Work instructions ::
The entries below contain a stretch that opens with the line containing "pub struct PlatformBankAccount" and closes with the line containing "the subsidy balance"; set down that stretch exactly, both ends included, and nothing else.

* * * * *

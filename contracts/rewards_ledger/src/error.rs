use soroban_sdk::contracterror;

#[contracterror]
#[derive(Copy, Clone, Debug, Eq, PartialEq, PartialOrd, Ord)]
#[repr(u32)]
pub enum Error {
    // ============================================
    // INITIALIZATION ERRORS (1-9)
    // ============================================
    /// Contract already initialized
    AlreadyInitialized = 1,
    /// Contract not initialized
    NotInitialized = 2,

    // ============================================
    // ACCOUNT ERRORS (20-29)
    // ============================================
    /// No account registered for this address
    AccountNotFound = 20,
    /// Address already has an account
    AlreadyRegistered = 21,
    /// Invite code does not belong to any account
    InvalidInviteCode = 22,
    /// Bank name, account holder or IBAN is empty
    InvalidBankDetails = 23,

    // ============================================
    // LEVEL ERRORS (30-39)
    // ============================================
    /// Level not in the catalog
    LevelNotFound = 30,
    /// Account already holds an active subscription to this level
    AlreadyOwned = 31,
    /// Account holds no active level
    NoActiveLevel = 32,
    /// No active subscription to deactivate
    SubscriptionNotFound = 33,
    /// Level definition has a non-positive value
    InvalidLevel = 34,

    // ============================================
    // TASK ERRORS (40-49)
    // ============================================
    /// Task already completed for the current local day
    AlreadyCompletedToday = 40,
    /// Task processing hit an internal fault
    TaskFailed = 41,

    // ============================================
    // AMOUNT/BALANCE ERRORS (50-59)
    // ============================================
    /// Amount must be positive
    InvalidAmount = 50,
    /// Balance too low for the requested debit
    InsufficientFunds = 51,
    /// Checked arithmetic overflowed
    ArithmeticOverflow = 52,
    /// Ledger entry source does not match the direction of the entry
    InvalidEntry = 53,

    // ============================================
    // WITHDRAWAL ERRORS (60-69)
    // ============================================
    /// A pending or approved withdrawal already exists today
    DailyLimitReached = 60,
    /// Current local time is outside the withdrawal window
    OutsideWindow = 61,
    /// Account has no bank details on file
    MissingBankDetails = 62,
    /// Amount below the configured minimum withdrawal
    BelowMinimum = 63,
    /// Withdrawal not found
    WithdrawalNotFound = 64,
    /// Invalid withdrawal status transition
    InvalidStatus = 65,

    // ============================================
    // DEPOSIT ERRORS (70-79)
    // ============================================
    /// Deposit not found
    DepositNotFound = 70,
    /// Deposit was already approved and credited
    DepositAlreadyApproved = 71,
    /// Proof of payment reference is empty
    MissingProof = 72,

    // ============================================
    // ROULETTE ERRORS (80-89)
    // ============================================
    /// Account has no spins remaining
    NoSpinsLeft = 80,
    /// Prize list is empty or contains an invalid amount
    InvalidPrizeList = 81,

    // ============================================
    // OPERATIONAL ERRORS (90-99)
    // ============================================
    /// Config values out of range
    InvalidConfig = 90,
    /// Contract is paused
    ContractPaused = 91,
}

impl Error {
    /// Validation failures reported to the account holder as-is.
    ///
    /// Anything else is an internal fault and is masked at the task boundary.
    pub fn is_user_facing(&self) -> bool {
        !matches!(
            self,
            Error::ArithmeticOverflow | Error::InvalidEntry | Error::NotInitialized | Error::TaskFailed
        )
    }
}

* * * * *

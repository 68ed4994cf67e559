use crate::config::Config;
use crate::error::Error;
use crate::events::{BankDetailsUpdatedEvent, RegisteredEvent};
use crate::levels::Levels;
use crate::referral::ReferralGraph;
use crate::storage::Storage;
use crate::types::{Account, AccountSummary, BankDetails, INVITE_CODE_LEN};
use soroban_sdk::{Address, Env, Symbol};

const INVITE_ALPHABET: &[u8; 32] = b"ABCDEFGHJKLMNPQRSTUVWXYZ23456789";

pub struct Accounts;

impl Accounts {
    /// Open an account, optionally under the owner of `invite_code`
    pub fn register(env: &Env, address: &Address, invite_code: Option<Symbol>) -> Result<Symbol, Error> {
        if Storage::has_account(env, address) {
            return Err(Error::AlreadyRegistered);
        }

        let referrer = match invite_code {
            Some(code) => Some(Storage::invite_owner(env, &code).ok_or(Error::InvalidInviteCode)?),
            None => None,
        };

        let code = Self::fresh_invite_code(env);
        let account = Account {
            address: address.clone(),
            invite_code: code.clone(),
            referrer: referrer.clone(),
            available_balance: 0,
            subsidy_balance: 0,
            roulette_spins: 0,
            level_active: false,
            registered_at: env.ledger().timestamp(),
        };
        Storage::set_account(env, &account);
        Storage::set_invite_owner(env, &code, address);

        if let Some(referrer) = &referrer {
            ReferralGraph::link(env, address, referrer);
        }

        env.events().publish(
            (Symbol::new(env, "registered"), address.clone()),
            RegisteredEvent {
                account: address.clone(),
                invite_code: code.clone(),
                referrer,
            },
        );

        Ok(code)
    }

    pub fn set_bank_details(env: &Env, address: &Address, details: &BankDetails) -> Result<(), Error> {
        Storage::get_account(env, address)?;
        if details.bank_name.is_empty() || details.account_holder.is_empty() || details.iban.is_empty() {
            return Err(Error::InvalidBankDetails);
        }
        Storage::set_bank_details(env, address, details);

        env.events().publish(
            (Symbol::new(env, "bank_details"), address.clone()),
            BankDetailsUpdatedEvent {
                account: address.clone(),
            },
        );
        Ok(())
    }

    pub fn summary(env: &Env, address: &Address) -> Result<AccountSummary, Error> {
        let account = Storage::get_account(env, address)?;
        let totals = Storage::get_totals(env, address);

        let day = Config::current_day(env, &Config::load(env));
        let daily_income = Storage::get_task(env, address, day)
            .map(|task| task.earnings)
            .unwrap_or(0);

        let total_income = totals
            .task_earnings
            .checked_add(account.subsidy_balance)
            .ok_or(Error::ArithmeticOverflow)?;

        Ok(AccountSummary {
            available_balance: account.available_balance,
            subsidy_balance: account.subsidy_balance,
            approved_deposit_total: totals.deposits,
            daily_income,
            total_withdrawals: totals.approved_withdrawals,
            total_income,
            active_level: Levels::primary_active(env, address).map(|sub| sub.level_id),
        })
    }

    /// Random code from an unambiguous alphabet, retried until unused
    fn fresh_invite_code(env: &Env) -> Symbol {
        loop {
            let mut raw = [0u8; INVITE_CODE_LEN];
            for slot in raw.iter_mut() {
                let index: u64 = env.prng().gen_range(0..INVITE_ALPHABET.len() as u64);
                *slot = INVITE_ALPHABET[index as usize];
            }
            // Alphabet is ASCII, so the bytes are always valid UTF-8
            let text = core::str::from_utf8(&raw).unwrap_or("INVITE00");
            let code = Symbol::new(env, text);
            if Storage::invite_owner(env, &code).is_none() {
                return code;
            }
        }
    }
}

* * * * *

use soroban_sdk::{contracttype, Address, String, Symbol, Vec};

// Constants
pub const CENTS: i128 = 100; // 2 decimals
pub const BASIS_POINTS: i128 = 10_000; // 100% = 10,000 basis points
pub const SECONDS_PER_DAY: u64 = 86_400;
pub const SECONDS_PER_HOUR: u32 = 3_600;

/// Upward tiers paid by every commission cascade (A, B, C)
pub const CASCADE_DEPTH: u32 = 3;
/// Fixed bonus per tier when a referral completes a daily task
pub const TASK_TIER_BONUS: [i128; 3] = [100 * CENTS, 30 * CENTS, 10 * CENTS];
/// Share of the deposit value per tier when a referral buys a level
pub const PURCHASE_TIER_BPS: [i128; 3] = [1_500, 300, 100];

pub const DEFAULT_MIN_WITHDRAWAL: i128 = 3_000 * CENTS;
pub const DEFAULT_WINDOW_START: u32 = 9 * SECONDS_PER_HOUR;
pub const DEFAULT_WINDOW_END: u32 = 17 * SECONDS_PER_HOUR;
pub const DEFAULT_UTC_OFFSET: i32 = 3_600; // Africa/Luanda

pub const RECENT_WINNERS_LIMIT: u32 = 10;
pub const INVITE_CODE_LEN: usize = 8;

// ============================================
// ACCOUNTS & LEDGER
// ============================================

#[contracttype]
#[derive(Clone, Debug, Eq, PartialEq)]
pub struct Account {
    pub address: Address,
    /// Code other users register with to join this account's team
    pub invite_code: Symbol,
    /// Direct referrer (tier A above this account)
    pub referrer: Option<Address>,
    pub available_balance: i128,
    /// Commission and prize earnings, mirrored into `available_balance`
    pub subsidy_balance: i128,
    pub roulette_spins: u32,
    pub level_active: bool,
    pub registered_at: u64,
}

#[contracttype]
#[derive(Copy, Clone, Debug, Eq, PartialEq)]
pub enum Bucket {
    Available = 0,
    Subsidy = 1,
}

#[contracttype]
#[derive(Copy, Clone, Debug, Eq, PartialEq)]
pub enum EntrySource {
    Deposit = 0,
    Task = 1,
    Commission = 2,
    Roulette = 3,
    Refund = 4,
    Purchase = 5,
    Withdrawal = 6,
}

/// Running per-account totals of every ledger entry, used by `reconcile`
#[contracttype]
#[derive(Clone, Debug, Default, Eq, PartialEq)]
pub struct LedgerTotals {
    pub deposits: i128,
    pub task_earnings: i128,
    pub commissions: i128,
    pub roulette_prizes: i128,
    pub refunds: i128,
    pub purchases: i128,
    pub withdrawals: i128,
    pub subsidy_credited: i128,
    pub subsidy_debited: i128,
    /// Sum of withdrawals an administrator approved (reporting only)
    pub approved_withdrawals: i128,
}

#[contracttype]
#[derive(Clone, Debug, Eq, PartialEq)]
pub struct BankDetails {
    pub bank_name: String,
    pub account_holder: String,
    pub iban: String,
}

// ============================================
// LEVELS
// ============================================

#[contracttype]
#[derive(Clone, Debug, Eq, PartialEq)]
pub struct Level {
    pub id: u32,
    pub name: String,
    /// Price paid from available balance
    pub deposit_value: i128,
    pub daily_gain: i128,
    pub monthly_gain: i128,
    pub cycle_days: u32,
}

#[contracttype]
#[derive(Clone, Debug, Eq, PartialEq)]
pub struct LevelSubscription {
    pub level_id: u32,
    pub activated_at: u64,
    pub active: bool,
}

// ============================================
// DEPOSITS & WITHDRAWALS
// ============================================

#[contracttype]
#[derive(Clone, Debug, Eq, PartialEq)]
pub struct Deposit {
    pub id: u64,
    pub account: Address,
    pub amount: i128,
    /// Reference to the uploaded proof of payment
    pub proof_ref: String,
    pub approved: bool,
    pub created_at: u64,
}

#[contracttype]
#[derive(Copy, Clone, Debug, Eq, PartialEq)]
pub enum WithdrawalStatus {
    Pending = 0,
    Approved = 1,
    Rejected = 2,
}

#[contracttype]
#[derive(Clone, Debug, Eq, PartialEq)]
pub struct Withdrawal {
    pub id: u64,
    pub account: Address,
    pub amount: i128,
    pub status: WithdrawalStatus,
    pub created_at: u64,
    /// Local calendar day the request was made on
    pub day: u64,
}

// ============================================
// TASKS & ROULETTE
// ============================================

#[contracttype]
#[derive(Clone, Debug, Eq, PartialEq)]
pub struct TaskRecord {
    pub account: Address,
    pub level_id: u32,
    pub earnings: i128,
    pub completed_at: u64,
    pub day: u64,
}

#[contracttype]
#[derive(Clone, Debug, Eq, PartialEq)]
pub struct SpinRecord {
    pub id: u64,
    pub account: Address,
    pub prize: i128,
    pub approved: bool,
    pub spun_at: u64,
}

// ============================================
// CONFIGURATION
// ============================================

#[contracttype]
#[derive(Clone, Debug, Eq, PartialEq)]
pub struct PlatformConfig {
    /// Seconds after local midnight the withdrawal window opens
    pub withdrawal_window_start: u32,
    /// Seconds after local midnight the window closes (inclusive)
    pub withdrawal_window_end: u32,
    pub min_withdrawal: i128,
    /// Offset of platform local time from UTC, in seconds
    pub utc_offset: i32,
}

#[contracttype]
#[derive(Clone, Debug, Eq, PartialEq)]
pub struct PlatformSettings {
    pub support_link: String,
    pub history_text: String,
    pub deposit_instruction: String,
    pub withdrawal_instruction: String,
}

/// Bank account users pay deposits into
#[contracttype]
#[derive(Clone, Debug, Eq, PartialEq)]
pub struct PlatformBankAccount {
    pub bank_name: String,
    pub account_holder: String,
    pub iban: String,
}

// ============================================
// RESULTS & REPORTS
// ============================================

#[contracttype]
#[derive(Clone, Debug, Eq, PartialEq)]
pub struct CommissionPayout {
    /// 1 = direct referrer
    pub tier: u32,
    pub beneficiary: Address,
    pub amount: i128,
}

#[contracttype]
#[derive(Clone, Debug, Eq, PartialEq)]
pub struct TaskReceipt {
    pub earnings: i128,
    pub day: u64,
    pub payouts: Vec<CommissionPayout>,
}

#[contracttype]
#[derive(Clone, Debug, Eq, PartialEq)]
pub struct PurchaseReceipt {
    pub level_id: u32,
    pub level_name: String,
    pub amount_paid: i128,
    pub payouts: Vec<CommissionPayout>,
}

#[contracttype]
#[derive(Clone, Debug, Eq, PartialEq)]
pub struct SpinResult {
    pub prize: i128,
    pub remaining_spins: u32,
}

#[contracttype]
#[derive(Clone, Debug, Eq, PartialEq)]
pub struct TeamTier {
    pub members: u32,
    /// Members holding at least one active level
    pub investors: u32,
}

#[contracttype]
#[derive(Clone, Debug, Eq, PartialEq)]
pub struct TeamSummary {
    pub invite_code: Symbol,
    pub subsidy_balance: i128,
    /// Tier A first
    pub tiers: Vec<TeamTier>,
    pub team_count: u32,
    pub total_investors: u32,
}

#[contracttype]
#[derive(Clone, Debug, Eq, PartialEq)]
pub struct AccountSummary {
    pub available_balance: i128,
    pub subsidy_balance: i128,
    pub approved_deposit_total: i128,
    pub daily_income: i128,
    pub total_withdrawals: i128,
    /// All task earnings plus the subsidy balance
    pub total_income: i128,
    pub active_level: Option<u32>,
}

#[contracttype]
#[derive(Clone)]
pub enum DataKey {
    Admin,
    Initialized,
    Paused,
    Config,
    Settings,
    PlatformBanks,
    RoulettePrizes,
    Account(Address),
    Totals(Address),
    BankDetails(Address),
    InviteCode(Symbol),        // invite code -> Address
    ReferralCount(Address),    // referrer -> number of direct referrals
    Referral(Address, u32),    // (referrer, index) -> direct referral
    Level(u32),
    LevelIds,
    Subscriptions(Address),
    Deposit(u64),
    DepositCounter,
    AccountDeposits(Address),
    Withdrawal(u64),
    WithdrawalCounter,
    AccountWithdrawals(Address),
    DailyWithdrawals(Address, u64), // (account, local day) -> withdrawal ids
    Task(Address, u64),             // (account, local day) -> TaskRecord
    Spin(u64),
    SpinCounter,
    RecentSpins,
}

* * * * *

Answer below ::
pub struct PlatformBankAccount {
    pub bank_name: String,
    pub account_holder: String,
    pub iban: String,
}

// ============================================
// RESULTS & REPORTS
// ============================================

#[contracttype]
#[derive(Clone, Debug, Eq, PartialEq)]
pub struct CommissionPayout {
    /// 1 = direct referrer
    pub tier: u32,
    pub beneficiary: Address,
    pub amount: i128,
}

#[contracttype]
#[derive(Clone, Debug, Eq, PartialEq)]
pub struct TaskReceipt {
    pub earnings: i128,
    pub day: u64,
    pub payouts: Vec<CommissionPayout>,
}

#[contracttype]
#[derive(Clone, Debug, Eq, PartialEq)]
pub struct PurchaseReceipt {
    pub level_id: u32,
    pub level_name: String,
    pub amount_paid: i128,
    pub payouts: Vec<CommissionPayout>,
}

#[contracttype]
#[derive(Clone, Debug, Eq, PartialEq)]
pub struct SpinResult {
    pub prize: i128,
    pub remaining_spins: u32,
}

#[contracttype]
#[derive(Clone, Debug, Eq, PartialEq)]
pub struct TeamTier {
    pub members: u32,
    /// Members holding at least one active level
    pub investors: u32,
}

#[contracttype]
#[derive(Clone, Debug, Eq, PartialEq)]
pub struct TeamSummary {
    pub invite_code: Symbol,
    pub subsidy_balance: i128,
    /// Tier A first
    pub tiers: Vec<TeamTier>,
    pub team_count: u32,
    pub total_investors: u32,
}

#[contracttype]
#[derive(Clone, Debug, Eq, PartialEq)]
pub struct AccountSummary {
    pub available_balance: i128,
    pub subsidy_balance: i128,
    pub approved_deposit_total: i128,
    pub daily_income: i128,
    pub total_withdrawals: i128,
    /// All task earnings plus the subsidy balance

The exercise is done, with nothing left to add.